We will be sharing some interesting facts about saliva in this article that will make you really love your spit!
Let’s get started with a few little-known quick facts about saliva.
- Potentially you can produce enough saliva to fill up two bathtubs per year!
- Saliva dissolves food molecules in order for the taste buds to recognize it.
- Saliva helps to regulate your mouth’s acid balance, lubricates your mouth and helps to protect your gums and teeth.
- Saliva is essential for breaking down food.
- Saliva may be analyzed for monitoring drug use, smoking, and alcohol intake. It may be useful as well in diagnosing various diseases.
- There are enzymes that are contained in saliva that get the digestive process started by help break fats and starches down.
- Saliva helps to heal wounds inside of the mouth more quickly than wounds anyplace else on the body.
- The production of saliva is reduced when you are scared or nervous.
- When you chew sugar-free gum it helps to increase the production for saliva and is beneficial for your teeth as well.
Why Dentists Love Saliva 🙂
Why are we dentists so keen on saliva? Saliva is the primary defense that the mouth has against tooth decay. Decay is the result of bacteria inside the plaque that produces acids which attack the minerals in your teeth. Saliva has buffering systems which help to counteract the formation of this acid. The flow of saliva helps to wash the food particles and sugars away that, when they break down, can start producing tooth-damaging acids as well.
For example, whenever you consume foods high in starch like bread, the carbohydrates that are contained in these foods block the natural flow of saliva and are not dissolved easily.

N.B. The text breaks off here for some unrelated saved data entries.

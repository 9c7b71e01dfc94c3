//! Direct Command protocol
//!
//! Implements the EV3 Direct Command protocol: parameter encoding, reply
//! framing, request/response correlation and the session tying them to a
//! serial transport.

mod broker;
pub mod codec;
mod error;
mod framer;
pub mod packet;
pub mod serial;
mod session;

pub use broker::{ResponseBroker, ResponseFuture};
pub use codec::{Parameter, Pointer, PointerScope, PointerType};
pub use error::{Ev3Error, Result};
pub use framer::MessageFramer;
pub use packet::{DecodedValue, ResponseMessage, ResponsePointer, Value};
pub use serial::{find_brick_port, list_ports, open_port, PortInfo};
pub use session::{ProtocolSession, ResponseReader, SessionConfig, SessionEvent};

/// Default baud rate for the serial link
pub const DEFAULT_BAUD_RATE: u32 = 115200;

/// Default time to wait for a reply in milliseconds
pub const DEFAULT_TIMEOUT_MS: u64 = 5000;
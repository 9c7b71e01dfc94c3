//! Protocol errors

use thiserror::Error;

/// Errors that can occur while talking to an EV3 brick
#[derive(Error, Debug)]
pub enum Ev3Error {
    /// A caller-supplied value is outside its documented bounds.
    #[error("Validation error: {0}")]
    Validation(String),

    /// Malformed or semantically invalid wire data.
    #[error("Protocol error: {0}")]
    Protocol(String),

    /// The brick answered with the error status.
    #[error("Protocol error: device reported error for counter {counter}")]
    DeviceError {
        /// Counter of the failed request
        counter: u16,
    },

    /// Pending-request bookkeeping went wrong (duplicate or unknown id).
    #[error("Correlation error: {0}")]
    Correlation(String),

    /// No reply arrived before the request's deadline.
    #[error("No response for request {id} within {timeout_ms}ms")]
    Timeout {
        /// Counter of the request
        id: u16,
        /// The timeout that elapsed
        timeout_ms: u64,
    },

    /// The brick did not answer the firmware query on connect.
    #[error("No answer from brick within {0}ms; check the connection")]
    ConnectTimeout(u64),

    /// I/O failure of the underlying stream.
    #[error("Transport error: {0}")]
    Transport(#[from] std::io::Error),

    /// The serial port could not be opened or configured.
    #[error("Serial port error: {0}")]
    Serial(String),

    /// No port matches the requested brick.
    #[error("Port not found: {0}")]
    PortNotFound(String),

    /// The brick was disconnected.
    #[error("Not connected to brick")]
    NotConnected,

    /// Invalid or unreadable configuration.
    #[error("Configuration error: {0}")]
    Config(String),
}

impl Ev3Error {
    pub(crate) fn validation(msg: impl Into<String>) -> Self {
        Ev3Error::Validation(msg.into())
    }

    pub(crate) fn protocol(msg: impl Into<String>) -> Self {
        Ev3Error::Protocol(msg.into())
    }

    pub(crate) fn correlation(msg: impl Into<String>) -> Self {
        Ev3Error::Correlation(msg.into())
    }

    /// True for every error raised because the wire data was bad, including
    /// an error status reported by the brick itself.
    pub fn is_protocol(&self) -> bool {
        matches!(self, Ev3Error::Protocol(_) | Ev3Error::DeviceError { .. })
    }
}

impl From<serialport::Error> for Ev3Error {
    fn from(e: serialport::Error) -> Self {
        Ev3Error::Serial(e.to_string())
    }
}

impl From<serde_json::Error> for Ev3Error {
    fn from(e: serde_json::Error) -> Self {
        Ev3Error::Config(e.to_string())
    }
}

/// Result alias used throughout the crate
pub type Result<T> = std::result::Result<T, Ev3Error>;
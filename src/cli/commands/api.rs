use crate::api::config::{DEFAULT_API_BASE, DEFAULT_ORIGIN};
use anyhow::{Context, Result};
use clap::{Arg, ArgMatches, Command};
use std::{env, path::PathBuf, time::Duration};

pub const ARG_API_BASE: &str = "api-base";
pub const ARG_ORIGIN: &str = "origin";
pub const ARG_TIMEOUT_SECONDS: &str = "timeout-seconds";
pub const ARG_SESSION_FILE: &str = "session-file";

#[must_use]
pub fn with_args(command: Command) -> Command {
    command
        .arg(
            Arg::new(ARG_API_BASE)
                .long(ARG_API_BASE)
                .help("API base URL, absolute or relative to --origin")
                .env("SUBGATE_API_BASE")
                .default_value(DEFAULT_API_BASE)
                .global(true),
        )
        .arg(
            Arg::new(ARG_ORIGIN)
                .long(ARG_ORIGIN)
                .help("Origin a relative API base is resolved against")
                .env("SUBGATE_ORIGIN")
                .default_value(DEFAULT_ORIGIN)
                .global(true),
        )
        .arg(
            Arg::new(ARG_TIMEOUT_SECONDS)
                .long(ARG_TIMEOUT_SECONDS)
                .help("Per-request timeout in seconds")
                .env("SUBGATE_TIMEOUT_SECONDS")
                .default_value("10")
                .global(true)
                .value_parser(clap::value_parser!(u64).range(1..)),
        )
        .arg(
            Arg::new(ARG_SESSION_FILE)
                .long(ARG_SESSION_FILE)
                .help("File holding the persisted session (default: ~/.subgate/session.json)")
                .env("SUBGATE_SESSION_FILE")
                .global(true)
                .value_parser(clap::value_parser!(PathBuf)),
        )
}

#[derive(Debug)]
pub struct Options {
    pub api_base: String,
    pub origin: String,
    pub timeout: Duration,
    pub session_file: PathBuf,
}

impl Options {
    /// # Errors
    /// Returns an error if a defaulted argument is unexpectedly missing.
    pub fn parse(matches: &ArgMatches) -> Result<Self> {
        let api_base = matches
            .get_one::<String>(ARG_API_BASE)
            .cloned()
            .context("missing required argument: --api-base")?;
        let origin = matches
            .get_one::<String>(ARG_ORIGIN)
            .cloned()
            .context("missing required argument: --origin")?;
        let timeout = matches
            .get_one::<u64>(ARG_TIMEOUT_SECONDS)
            .copied()
            .map(Duration::from_secs)
            .context("missing required argument: --timeout-seconds")?;
        let session_file = matches
            .get_one::<PathBuf>(ARG_SESSION_FILE)
            .cloned()
            .unwrap_or_else(default_session_file);

        Ok(Self {
            api_base,
            origin,
            timeout,
            session_file,
        })
    }
}

fn default_session_file() -> PathBuf {
    env::var_os("HOME")
        .map_or_else(|| PathBuf::from("."), PathBuf::from)
        .join(".subgate")
        .join("session.json")
}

To help to ensure the free flow of saliva throughout the mouth, there is an enzyme called amylase contained in saliva that breaks starch down into sugars that clear out the mouth and help to facilitate the flow of saliva.
Mineral salts that are contained in saliva – phosphate ions and calcium – slow down the demineralization of the tooth structure and promote continuous re-mineralization of your tooth enamel.